Thursday, 3 June 2010
Sacred Heart
I have never liked statues of the Sacred Heart before I saw this one.
It’s really tiny, as you can see.
What is it that I like about it?
Well, other statues of the Sacred Heart I have seen have struck me as religious kitsch gone mad. Lurid colours, and Jesus with a challenging glare, pointing uncompromisingly to the in-your-face Post-Office-Red exposed heart with its golden crown on his breast.
When I looked at them, I didn’t know what I was supposed to be seeing. An accusation? A reproach? It looked a bit Frankenstein to me, and I didn’t like it.
I didn’t know what (in meditation) I was meant to do with it.
And then I saw this tiny statue.
I liked his face, beautiful, quite grave and serious, with that sort of little frown that people get when something is difficult for them to say: he looked shy.
He has some rather complicated robes on, and it seemed like he had drawn them aside so I could see, and said: ‘Look’. Like he was showing me his heart, and it was something that was not easy to do; needing trust, because our hearts are vulnerable. And that reassures me that hidden under all the complications and obfuscation of the details of daily living and the overweight ecclesiology of the Church, is his heartbeat of love; and if I will take the time to stop and look, he will draw it all aside so I can see the invitation to be with him.
And then, the statue is so small: and I always think of Jesus as powerful and strong. But because the statue is small, and the demeanour of the figure looks so shy and vulnerable, it makes me see Jesus differently.
Like I should slow down, and approach him gently, draw near him quietly, because he has quiet things to say himself.
And the look on his face tells me that this gift of his heart, it’s a costly thing. The Sacred Heart of Jesus is not a kind of flaming billboard, it’s a tender, sensitive thing; and it’s a privilege to be given the opportunity to approach the heart of someone who loves so much, and who gave so much. It’s also a privilege that after someone was tortured to death, he should come back not to condemn or complain or take revenge, but with enough softness to offer his heart like that, and let me see – see that it was wounded, that it was hurt, that he suffered so much; but that he still loves me.
There’s something else I love about this statue. To take the photograph, I held it in one hand (because obviously I needed the other hand to hold the camera): but normally when I look at it to think about Jesus, I cup one hand around the other, and make a kind of nest for it, cradle it in both my hands. Now, it’s made of bronze I think, and when I hold it in my hands like that, the natural thing is that my thumb curls round and tends to rub against where the knee of the statue is. But that part – where my thumb rubs – is worn shiny.
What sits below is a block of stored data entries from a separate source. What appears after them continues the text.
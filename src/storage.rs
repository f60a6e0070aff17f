//! Blob storage seam. Uploaded files live under
//! `uploads/{shop_id}/{order_number}/{file_name}`; two files with the same
//! name in one order overwrite each other.

use std::path::PathBuf;

use async_trait::async_trait;
use tokio::fs;
use uuid::Uuid;

use crate::error::{AppError, AppResult};

#[async_trait]
pub trait BlobStore: Send + Sync {
    /// Store `bytes` at `path`, returning a stable retrieval URL.
    async fn put(&self, path: &str, bytes: &[u8]) -> AppResult<String>;

    async fn get(&self, path: &str) -> AppResult<Vec<u8>>;
}

pub fn upload_path(shop_id: Uuid, order_number: &str, file_name: &str) -> String {
    format!("uploads/{shop_id}/{order_number}/{file_name}")
}

/// Filesystem-backed store serving blobs back through `/files/{path}`.
pub struct LocalBlobStore {
    root: PathBuf,
    public_base: String,
}

impl LocalBlobStore {
    pub fn new(root: impl Into<PathBuf>, public_base: impl Into<String>) -> Self {
        Self {
            root: root.into(),
            public_base: public_base.into(),
        }
    }

    fn resolve(&self, path: &str) -> AppResult<PathBuf> {
        let traversal = path
            .split('/')
            .any(|seg| seg.is_empty() || seg == "." || seg == "..");
        if traversal {
            return Err(AppError::BadRequest("Invalid storage path".to_string()));
        }
        Ok(self.root.join(path))
    }
}

#[async_trait]
impl BlobStore for LocalBlobStore {
    async fn put(&self, path: &str, bytes: &[u8]) -> AppResult<String> {
        let full = self.resolve(path)?;
        if let Some(parent) = full.parent() {
            fs::create_dir_all(parent)
                .await
                .map_err(|e| AppError::Internal(e.into()))?;
        }
        fs::write(&full, bytes)
            .await
            .map_err(|e| AppError::Internal(e.into()))?;
        Ok(format!(
            "{}/files/{path}",
            self.public_base.trim_end_matches('/')
        ))
    }

    async fn get(&self, path: &str) -> AppResult<Vec<u8>> {
        let full = self.resolve(path)?;
        match fs::read(&full).await {
            Ok(bytes) => Ok(bytes),
            Err(e) if e.kind() == std::io::ErrorKind::NotFound => Err(AppError::NotFound),
            Err(e) => Err(AppError::Internal(e.into())),
        }
    }
}


#[cfg(test)]
mod tests {
    use super::*;

    fn temp_store() -> LocalBlobStore {
        let root = std::env::temp_dir().join(format!("printshop-test-{}", Uuid::new_v4()));
        LocalBlobStore::new(root, "http://localhost:3000")
    }

    #[tokio::test]
    async fn put_then_get_round_trips() {
        let store = temp_store();
        let url = store.put("uploads/a/b/doc.pdf", b"hello").await.unwrap();
        assert_eq!(url, "http://localhost:3000/files/uploads/a/b/doc.pdf");
        assert_eq!(store.get("uploads/a/b/doc.pdf").await.unwrap(), b"hello");
    }

    #[tokio::test]
    async fn missing_blob_is_not_found() {
        let store = temp_store();
        assert!(matches!(
            store.get("uploads/a/b/missing.pdf").await,
            Err(AppError::NotFound)
        ));
    }

    #[tokio::test]
    async fn traversal_segments_are_rejected() {
        let store = temp_store();
        for path in ["../etc/passwd", "uploads/../../x", "uploads//x", "./x"] {
            assert!(store.get(path).await.is_err(), "path {path} accepted");
            assert!(store.put(path, b"x").await.is_err(), "path {path} accepted");
        }
    }

    #[test]
    fn upload_path_follows_the_convention() {
        let shop = Uuid::new_v4();
        assert_eq!(
            upload_path(shop, "1234ABC", "doc.pdf"),
            format!("uploads/{shop}/1234ABC/doc.pdf")
        );
    }
}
Someone else has held this tiny figure in just the same way, and cradled him in their hands, and looked at him as I do. I wonder who? Someone else has loved him very much, and looked intently, and asked his permission to take refuge in the loving-kindness of his vulnerable Sacred Heart.
The Sacred Heart of Jesus: such a private thing, a meeting between just him and me; and yet knowing that same intimate time of revelation and confession, learning to love, learning to see, happens with people who love him everywhere, until his knees are rubbed quite shiny by their thumbs!
It makes me happy to think of Jesus with his shiny knees!